In their home market their position is strong, though far from dominant. Their combined share of sales among German food-retailing chains was just over a quarter last year. Aldi (which is divided into two legally separate but co-operating companies, Aldi Nord and Aldi Süd) had 14.8% and Lidl 10.9%. In Europe as a whole they are still relatively small: Aldi has a 3.3% share of sales and Lidl 3.8%. In Britain - where the two increased their sales by 22.6% and 15.1% respectively last year - their combined share is now 8.5%. Aldi, which already has 600 stores in Britain, aims to have about 1,000 outlets by 2022.

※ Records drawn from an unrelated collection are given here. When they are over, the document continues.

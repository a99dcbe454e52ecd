//! Checkout: order placement and status display.
//!
//! Checkout is the one place that tells apart the three ways a request can
//! end:
//!
//! | Outcome | Status text | Cart reload |
//! |---|---|---|
//! | 2xx, `Order` body | `Order <id> confirmed!` | yes, after the text |
//! | non-2xx, `{detail}` body | `Error: <detail>` | no |
//! | transport failure or undecodable body | `Error placing order.` | no |

use cloudmart_core::{Order, OrderFailure};
use reqwest::StatusCode;
use tracing::{error, info, instrument, warn};

use super::cart::CartController;
use crate::api::{Result, Transport, endpoints};
use crate::surface::{Container, Surface};

/// Status text while the order request is in flight.
pub const PLACING_ORDER: &str = "Placing order...";

/// Status text when no usable response was obtained.
pub const TRANSPORT_FAILURE: &str = "Error placing order.";

/// Result of a checkout attempt that got a decodable response.
#[derive(Debug, Clone, PartialEq, Eq)]
pub enum CheckoutOutcome {
    /// The order was placed.
    Confirmed(Order),
    /// The server refused the order.
    Rejected {
        status: StatusCode,
        failure: OrderFailure,
    },
}

impl CheckoutOutcome {
    /// Status text shown for this outcome.
    #[must_use]
    pub fn message(&self) -> String {
        match self {
            Self::Confirmed(order) => format!("Order {} confirmed!", order.id),
            Self::Rejected { failure, .. } => format!("Error: {}", failure.message()),
        }
    }
}

/// Places orders and reloads the cart after a confirmed one.
#[derive(Debug, Clone)]
pub struct CheckoutOrchestrator<T, S> {
    api: T,
    surface: S,
    cart: CartController<T, S>,
}

impl<T: Transport, S: Surface> CheckoutOrchestrator<T, S> {
    /// Create a new checkout orchestrator.
    ///
    /// `cart` is the controller reloaded after a confirmed order.
    #[must_use]
    pub const fn new(api: T, surface: S, cart: CartController<T, S>) -> Self {
        Self { api, surface, cart }
    }

    /// Place an order from the current cart.
    ///
    /// # Errors
    ///
    /// Returns the transport error when no decodable response was obtained.
    /// The status text has already been set to [`TRANSPORT_FAILURE`] by
    /// then.
    #[instrument(skip(self))]
    pub async fn checkout(&self) -> Result<CheckoutOutcome> {
        self.surface.set_text(Container::OrderStatus, PLACING_ORDER);

        let outcome = match self.place_order().await {
            Ok(outcome) => outcome,
            Err(err) => {
                self.surface.set_text(Container::OrderStatus, TRANSPORT_FAILURE);
                return Err(err);
            }
        };

        self.surface.set_text(Container::OrderStatus, &outcome.message());

        match &outcome {
            CheckoutOutcome::Confirmed(order) => {
                info!(order_id = %order.id, "order confirmed");
                if let Err(err) = self.cart.load_cart().await {
                    error!(error = %err, "Error loading cart");
                }
            }
            CheckoutOutcome::Rejected { status, failure } => {
                warn!(status = %status, detail = %failure.message(), "order rejected");
            }
        }

        Ok(outcome)
    }

    async fn place_order(&self) -> Result<CheckoutOutcome> {
        let response = endpoints::place_order(&self.api).await?;

        if !response.is_success() {
            return Ok(CheckoutOutcome::Rejected {
                status: response.status,
                failure: response.json()?,
            });
        }

        Ok(CheckoutOutcome::Confirmed(response.json()?))
    }
}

Aldi’s performance in Australia has been impressive. The discounter opened its first store there in 2001 but already has about 10% of the grocery market on the eastern seaboard. It recently announced plans to spend A$700m ($530m) on distribution centres and outlets to expand into southern and western Australia.
In America, Aldi has been quietly growing for decades. Aldi Süd has 1,375 stores under its own name, mainly on the east coast, but has expanded into Texas, Florida and California. Aldi Nord operates 435 shops in America under the name of Trader Joe’s. Together they have just 1.7% of the national market. But in 2013 the group announced a $3 billion expansion plan, to add 650 Aldi-branded stores. Lidl had planned to enter the American market this year but has postponed this until 2018.
Despite the impression of relentless expansion, Aldi is picky when it looks abroad. It only “seeks out countries where returns on groceries are significantly higher than global averages,” explains Paul Foley, a former head of Aldi UK. Usually this is because the local market is dominated by a few giants. Britain is one such place. Australia is another: Aldi has muscled in on a cosy near-duopoly between the Woolworths and Coles chains. In America, Aldi started out in those states and regions where market conditions were similar. As a family-owned, private company, with no need to appease outside investors, Aldi grows slowly and organically, Foley explains, “to suck the profitability out of the industry in favour of the consumer.”
This is not the only way in which its strategy is self-limiting. Aldi is highly protective of its reputation as a squeaky-clean, family-owned business. This has made it uncomfortable about entering countries where corruption is endemic. Much the same can be said of Lidl. It is therefore hard to see the duo plunging into the emerging markets. In November it was reported that Aldi Süd was looking to enter China - but analysts still think this unlikely.